The minute we choose to measure something, we are essentially choosing to aspire to it. A metric, in other words, creates a pointer in a particular direction. And once the pointer is created, it is only a matter of time before competitors herd in the direction of that pointer.
In the 1980s and 1990s, a number of prominent hospitals agreed to make public their mortality rates. The agreement was considered a breakthrough in hospital openness, promising to give patients the kind of insider view into hospital quality that they'd never been privy to before. If a hospital's mission is to heal, then what better way to audit the performance of a hospital than to track the ultimate measure of that healing ability?
What soon became evident, however, was that a hospital's mortality rate is a function of an elaborate host of factors - including the type of patients it admits, the amount of experimental research its doctors conduct, and the degree of care it provides - each of which can heavily conflate the intended meaning of the metric.Many see test scores as a valid indicator of good schools, good teaching and good learning. And they wish to make the data public. Like the hospital example, this is seen as a breakthrough in school openness, promising students and parents the kind of insider view into school quality that they'd never been privy to before.
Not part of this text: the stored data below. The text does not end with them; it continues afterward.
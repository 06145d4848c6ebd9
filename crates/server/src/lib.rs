//! VibeCheck Server - HTTP API for multi-modal restaurant search
//!
//! Loads the search pipeline once at startup (text and image encoders, the
//! vector index, the restaurant store) and serves it over HTTP. Searches run
//! on the blocking pool, with concurrent inference capped by configuration.
//!
//! # Quick Start
//!
//! ```rust,no_run
//! use server::ServerConfig;
//!
//! #[tokio::main]
//! async fn main() -> anyhow::Result<()> {
//!     let config = ServerConfig::load()?;
//!     server::start_server(config).await?;
//!     Ok(())
//! }
//! ```
//!
//! # API Endpoints
//!
//! - `POST /api/search` - JSON, multipart (with an `image` upload) or urlencoded search
//! - `GET /api/restaurant/{id}` - Restaurant detail
//! - `GET /api/vibe-stats`, `GET /api/top-vibes` - Most-mentioned vibes
//! - `GET /health` - Liveness probe
//! - `GET /ready` - Readiness probe with index and encoder details
//!
//! Errors use one shape: `{"error": {"code": "...", "message": "..."}}`.

pub mod config;
pub mod error;
pub mod middleware;
pub mod routes;
pub mod server;
pub mod state;

pub use config::ServerConfig;
pub use error::{ServerError, ServerResult};
pub use server::{build_router, start_server};
pub use state::ServerState;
To put it more bluntly, it soon became evident that the easiest way for a hospital to improve its mortality rate would be to stop admitting the sickest patients. Yet if all hospitals were to do this, the overall effect on the medical system would be chilling: There would be fewer hospitals accepting the most challenging cases, experimenting with the riskiest treatments, becoming specialists in the most intractable disease areas. Hospitals wouldn't get better, they would simply become more like each other.
In recent years, the college ranking system has come under fire for precisely this reason - for dampening the likelihood that universities will experiment with models of pedagogy that may not reflect well in the metrics. The rankings have made it hazardous to be a noncomformist.
This, then, is the problem with uniform systems of measurement. The more entrenched a system of measurement, the more difficult it is for a deviant, an outlier, or even an experimenter to emerge. Another way to say this is to say that a competative metric, any competative metric, tends to bring out the herd in us. The dynamic can be likened to the observer effect in physics, only applied with too little foesight: The act of measurement changes the behavior of the thing being measured.
If a school's mission is to educate, then what better way to audit the performance of a school than to track the ultimate measure of that education?
The problems here are many.
Firstly, where death may be the ultimate indicator of poor health, test scores are far from being the ultimate indicator of good learning.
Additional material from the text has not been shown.